Today’s LA Times has a disturbing eye-opener on the emotional toll of Hurricane Katrina. About half a million people need some form of mental health service, at a cost to the federal government of more than $200 million.
In New Orleans, even those trained to offer solace break down easily and often: A hospital nurse, a school psychologist, a paramedic, a counselor all lose composure as they talk about Katrina.
“The truth is, we are not OK. We are so definitely not OK,” said Burke Beyer, 31, who leads a federally funded team of counselors in New Orleans.
…The half-year mark should be a milestone; many locals expected recovery to be well underway. Instead, their lives are still a mess, their city is still in ruins, and they can see no end to the chaos.

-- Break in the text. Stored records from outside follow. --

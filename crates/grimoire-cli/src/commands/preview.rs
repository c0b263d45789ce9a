//! Preview command implementation.

use grimoire_core::{preview, preview_record, SpellRecord};

use super::{load_schema, read_json, CmdResult};
use crate::output;

pub fn run(schema: Option<String>, input: Option<String>, record: bool, json: bool) -> CmdResult<()> {
    let schema = load_schema(schema)?;
    let value = read_json(input)?;

    let result = if record {
        let record: SpellRecord =
            serde_json::from_value(value).map_err(|e| format!("Invalid record: {}", e))?;
        preview_record(&schema, &record)
    } else {
        preview(&schema, &value)
    };

    if json {
        output::print_json(&result)?;
        return Ok(());
    }

    let mut rows: Vec<(&str, String)> = result
        .display
        .iter()
        .map(|(kind, text)| (kind.field(), text.clone()))
        .collect();
    rows.push((
        "content_hash",
        result
            .content_hash
            .as_ref()
            .map_or_else(|| "-".to_string(), ToString::to_string),
    ));
    rows.push(("status", format!("{:?}", result.report.status)));
    output::print_summary(&rows);
    for violation in &result.violations {
        println!("violation: {} ({})", violation.path, violation.rule);
    }
    if let Some(error) = &result.error {
        println!("error: {}", error);
    }
    Ok(())
}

“You try to adjust but you can’t,” said Walter L. Collins Jr., 30, a truck driver.
The article says that, nationally, calls to the National Suicide Prevention Hotline are up 60 percent since Katrina, and it has these excerpts from a recent survey of second- and third-graders, who were asked to write down their fears:
“I’m worried that I will never see my family again.”
“Katrina threw my house somewhere.”
“My cat is gone.”
“My friends are gone forever.”
“What will we do? Where will we go?”
Meanwhile, hurricane season is fast approaching, with the levee system, under repair by the Army Corps of Engineers, “susceptible to flooding with a category two [hurricane].” (At its height, Katrina was a category five.)